Revealing the Milky Way's Hidden Circumgalactic Medium with the COS Quasar Database for Galactic Absorption Lines

29 Oct 2017  ·  Y. Zheng, J. E. G. Peek, M. E. Putman, J. K. Werk ·

Every quasar spectrum contains absorption-line signatures from the interstellar medium, disk-halo interface, and circumgalactic medium (CGM) of the Milky Way (MW). We analyze HST/COS spectra of 132 quasars to study the significance and origin of the SiIV absorption at $|v_{\rm LSR}|\leq100$ km s$^{-1}$. Within this velocity range, SiIV has an average column density of log$\bar{N}=13.50\pm0.17$ and its all-sky distribution does not significantly correlate with the Galactic latitude or longitude. The gas in the north predominantly infalls at $v\gtrsim-50$ km s$^{-1}$ while in the south no such pattern is observed. We find that the SiIV distribution cannot be explained by the commonly adopted disk-halo model of a flat slab co-rotating with the disk. We propose a two-component model to reconstruct the distribution with a global background and a plane-parallel disk-halo component. With block bootstrapping, we find $13.41\lesssim$ log$N_{\rm global}\lesssim13.59$ and log$N_{\rm DH, \perp}\lesssim12.89$ for the global and disk-halo components at $1\sigma$, respectively.
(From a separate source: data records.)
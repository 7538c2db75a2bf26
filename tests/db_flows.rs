// 需要可用的 Postgres，运行方式：
// DATABASE_URL=postgres://... cargo test -- --ignored
mod common;

use axum::{Router, http::StatusCode};
use sentiment_backend::routes::user::{AdminCreation, NewUser, User};
use tower::ServiceExt;

use common::*;

async fn signup(app: &Router, email: &str, cnic: &str, password: &str) -> StatusCode {
    let body = format!(
        "name=Test+User&email={}&cnic={}&password={}",
        email.replace('@', "%40"),
        cnic,
        password
    );
    app.clone()
        .oneshot(post_form("/signup", &body, None))
        .await
        .unwrap()
        .status()
}

async fn login(app: &Router, uri: &str, email: &str, password: &str) -> axum::http::Response<axum::body::Body> {
    login_with_cookie(app, uri, email, password, None).await
}

async fn login_with_cookie(
    app: &Router,
    uri: &str,
    email: &str,
    password: &str,
    cookie: Option<&str>,
) -> axum::http::Response<axum::body::Body> {
    let body = format!("email={}&password={}", email.replace('@', "%40"), password);
    app.clone()
        .oneshot(post_form(uri, &body, cookie))
        .await
        .unwrap()
}

async fn create_admin(pool: &sqlx::PgPool, password: &str) -> String {
    let (email, cnic) = unique_identity();
    let created = User::create_admin(
        pool,
        NewUser {
            name: "Admin".into(),
            email: email.clone(),
            cnic,
            password: password.into(),
        },
    )
    .await
    .unwrap();
    assert!(matches!(created, AdminCreation::Created(_)));
    email
}

#[tokio::test]
#[ignore = "requires DATABASE_URL"]
async fn signup_then_login_opens_review_page() {
    let (app, _pool) = db_app().await;
    let (email, cnic) = unique_identity();

    assert_eq!(signup(&app, &email, &cnic, "secret123").await, StatusCode::SEE_OTHER);

    let response = login(&app, "/login", &email, "secret123").await;
    assert_eq!(response.status(), StatusCode::SEE_OTHER);
    assert_eq!(location(&response), Some("/review"));
    let cookie = session_cookie(&response).expect("session cookie");

    let page = app.clone().oneshot(get("/review", Some(&cookie))).await.unwrap();
    assert_eq!(page.status(), StatusCode::OK);
    assert!(body_string(page).await.contains(&email));

    let auth = app.clone().oneshot(get("/api/check-auth", Some(&cookie))).await.unwrap();
    assert_eq!(auth.status(), StatusCode::OK);
    let json = body_json(auth).await;
    assert_eq!(json["resp_data"]["authenticated"], true);
    assert_eq!(json["resp_data"]["user"], email.as_str());

    // 退出后会话失效
    let out = app.clone().oneshot(get("/logout", Some(&cookie))).await.unwrap();
    assert_eq!(out.status(), StatusCode::FOUND);
    let page = app.oneshot(get("/review", Some(&cookie))).await.unwrap();
    assert_eq!(page.status(), StatusCode::FOUND);
}

#[tokio::test]
#[ignore = "requires DATABASE_URL"]
async fn duplicate_email_or_cnic_is_rejected() {
    let (app, _pool) = db_app().await;
    let (email, cnic) = unique_identity();
    let (other_email, other_cnic) = unique_identity();

    assert_eq!(signup(&app, &email, &cnic, "pw").await, StatusCode::SEE_OTHER);
    assert_eq!(signup(&app, &email, &other_cnic, "pw").await, StatusCode::BAD_REQUEST);
    assert_eq!(signup(&app, &other_email, &cnic, "pw").await, StatusCode::BAD_REQUEST);
}

#[tokio::test]
#[ignore = "requires DATABASE_URL"]
async fn wrong_password_does_not_create_session() {
    let (app, _pool) = db_app().await;
    let (email, cnic) = unique_identity();
    signup(&app, &email, &cnic, "right").await;

    let response = login(&app, "/login", &email, "wrong").await;
    assert_eq!(response.status(), StatusCode::UNAUTHORIZED);
    assert!(session_cookie(&response).is_none());

    let response = login(&app, "/login", "nobody@example.com", "whatever").await;
    assert_eq!(response.status(), StatusCode::UNAUTHORIZED);
}

#[tokio::test]
#[ignore = "requires DATABASE_URL"]
async fn predictions_are_stored_and_listed_newest_first() {
    let (app, _pool) = db_app().await;
    let (email, cnic) = unique_identity();
    signup(&app, &email, &cnic, "pw").await;
    let cookie = session_cookie(&login(&app, "/login", &email, "pw").await).unwrap();

    let empty = app
        .clone()
        .oneshot(post_form("/predict", "text=", Some(&cookie)))
        .await
        .unwrap();
    assert_eq!(empty.status(), StatusCode::BAD_REQUEST);

    // 纯空白文本按空串推理，不报错
    let blank = app
        .clone()
        .oneshot(post_form("/predict", "text=+++", Some(&cookie)))
        .await
        .unwrap();
    assert_eq!(blank.status(), StatusCode::OK);

    for i in 0..6 {
        let body = format!("text=review+number+{}+great+movie", i);
        let response = app
            .clone()
            .oneshot(post_form("/predict", &body, Some(&cookie)))
            .await
            .unwrap();
        assert_eq!(response.status(), StatusCode::OK);
        let json = body_json(response).await;
        let result = &json["resp_data"];
        assert_eq!(result["chart_data"].as_array().unwrap().len(), 3);
        let total: f64 = result["confidences"]
            .as_object()
            .unwrap()
            .values()
            .map(|v| v.as_f64().unwrap())
            .sum();
        assert!((total - 100.0).abs() < 1e-3);
    }

    let response = app
        .oneshot(get("/api/user-reviews", Some(&cookie)))
        .await
        .unwrap();
    assert_eq!(response.status(), StatusCode::OK);
    let json = body_json(response).await;
    let reviews = json["resp_data"].as_array().unwrap();
    assert_eq!(reviews.len(), 5);
    assert_eq!(reviews[0]["review_text"], "review number 5 great movie");
    assert_eq!(reviews[4]["review_text"], "review number 1 great movie");
    assert!(reviews[0]["sentiment_results"]["predicted_sentiment"].is_string());
}

#[tokio::test]
#[ignore = "requires DATABASE_URL"]
async fn admin_access_requires_admin_role() {
    let (app, pool) = db_app().await;

    let (email, cnic) = unique_identity();
    signup(&app, &email, &cnic, "pw").await;
    let response = login(&app, "/admin/login", &email, "pw").await;
    assert_eq!(response.status(), StatusCode::FORBIDDEN);

    let (admin_email, admin_cnic) = unique_identity();
    let created = User::create_admin(
        &pool,
        NewUser {
            name: "Admin".into(),
            email: admin_email.clone(),
            cnic: admin_cnic.clone(),
            password: "adminpw".into(),
        },
    )
    .await
    .unwrap();
    assert!(matches!(created, AdminCreation::Created(_)));

    let response = login(&app, "/admin/login", &admin_email, "adminpw").await;
    assert_eq!(response.status(), StatusCode::SEE_OTHER);
    assert_eq!(location(&response), Some("/admin/dashboard"));
    let cookie = session_cookie(&response).unwrap();

    let dashboard = app
        .clone()
        .oneshot(get("/admin/dashboard", Some(&cookie)))
        .await
        .unwrap();
    assert_eq!(dashboard.status(), StatusCode::OK);
    assert!(body_string(dashboard).await.contains(&email));

    // 管理员退出后不能再访问后台
    let out = app
        .clone()
        .oneshot(get("/admin/logout", Some(&cookie)))
        .await
        .unwrap();
    assert_eq!(location(&out), Some("/admin/login"));
    let dashboard = app
        .oneshot(get("/admin/dashboard", Some(&cookie)))
        .await
        .unwrap();
    assert_eq!(dashboard.status(), StatusCode::FOUND);

    // 重复创建同一管理员不会报错
    let again = User::create_admin(
        &pool,
        NewUser {
            name: "Admin".into(),
            email: admin_email,
            cnic: admin_cnic,
            password: "adminpw".into(),
        },
    )
    .await
    .unwrap();
    assert!(matches!(again, AdminCreation::AlreadyExists));
}

#[tokio::test]
#[ignore = "requires DATABASE_URL"]
async fn email_matching_ignores_case() {
    let (app, _pool) = db_app().await;
    let (email, cnic) = unique_identity();
    let (_, other_cnic) = unique_identity();

    assert_eq!(signup(&app, &email, &cnic, "pw").await, StatusCode::SEE_OTHER);
    assert_eq!(
        signup(&app, &email.to_uppercase(), &other_cnic, "pw").await,
        StatusCode::BAD_REQUEST
    );

    let response = login(&app, "/login", &email.to_uppercase(), "pw").await;
    assert_eq!(response.status(), StatusCode::SEE_OTHER);
    let cookie = session_cookie(&response).unwrap();
    let auth = app.oneshot(get("/api/check-auth", Some(&cookie))).await.unwrap();
    assert_eq!(body_json(auth).await["resp_data"]["user"], email.as_str());
}

#[tokio::test]
#[ignore = "requires DATABASE_URL"]
async fn admin_login_issues_a_fresh_session_id() {
    let (app, pool) = db_app().await;
    let admin_email = create_admin(&pool, "adminpw").await;

    let response = login(&app, "/login", &admin_email, "adminpw").await;
    let user_cookie = session_cookie(&response).unwrap();

    let response =
        login_with_cookie(&app, "/admin/login", &admin_email, "adminpw", Some(&user_cookie)).await;
    assert_eq!(response.status(), StatusCode::SEE_OTHER);
    let admin_cookie = session_cookie(&response).unwrap();
    assert_ne!(admin_cookie, user_cookie);

    // 旧会话ID失效
    let old = app
        .clone()
        .oneshot(get("/admin/dashboard", Some(&user_cookie)))
        .await
        .unwrap();
    assert_eq!(old.status(), StatusCode::FOUND);
    let old = app.clone().oneshot(get("/review", Some(&user_cookie))).await.unwrap();
    assert_eq!(old.status(), StatusCode::FOUND);

    // 新会话同时保留普通登录和管理员令牌
    let dashboard = app
        .clone()
        .oneshot(get("/admin/dashboard", Some(&admin_cookie)))
        .await
        .unwrap();
    assert_eq!(dashboard.status(), StatusCode::OK);
    let review = app.oneshot(get("/review", Some(&admin_cookie))).await.unwrap();
    assert_eq!(review.status(), StatusCode::OK);
}

#[tokio::test]
#[ignore = "requires DATABASE_URL"]
async fn demoted_admin_loses_dashboard_access() {
    let (app, pool) = db_app().await;
    let admin_email = create_admin(&pool, "adminpw").await;

    let response = login(&app, "/admin/login", &admin_email, "adminpw").await;
    let cookie = session_cookie(&response).unwrap();

    sqlx::query("UPDATE users SET role = 'user' WHERE email = $1")
        .bind(&admin_email)
        .execute(&pool)
        .await
        .unwrap();

    let dashboard = app
        .oneshot(get("/admin/dashboard", Some(&cookie)))
        .await
        .unwrap();
    assert_eq!(dashboard.status(), StatusCode::FORBIDDEN);
    assert_eq!(body_json(dashboard).await["code"], 1003);
}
The global component is most likely to have a Galactic origin, although its exact location is uncertain. If it were associated with the MW's extended CGM, our order-of-magnitude mass estimate finds a total mass of $\sim(3.7-5.6)\times10^{10} M_{\odot}(\frac{R}{160\ {\rm kpc}})^2$ for gas at warm ionized phases, consistent with CGM studies of $\sim L^*$ galaxies at low redshifts. Our analyses show that there is likely to be a large amount of gas at $|v_{\rm LSR}|\leq100$ km s$^{-1}$ hidden in the MW's CGM. Along with this work, we make our continuum-normalized spectra publicly available as the COS Quasar Database for Galactic Absorption Lines (COS-GAL).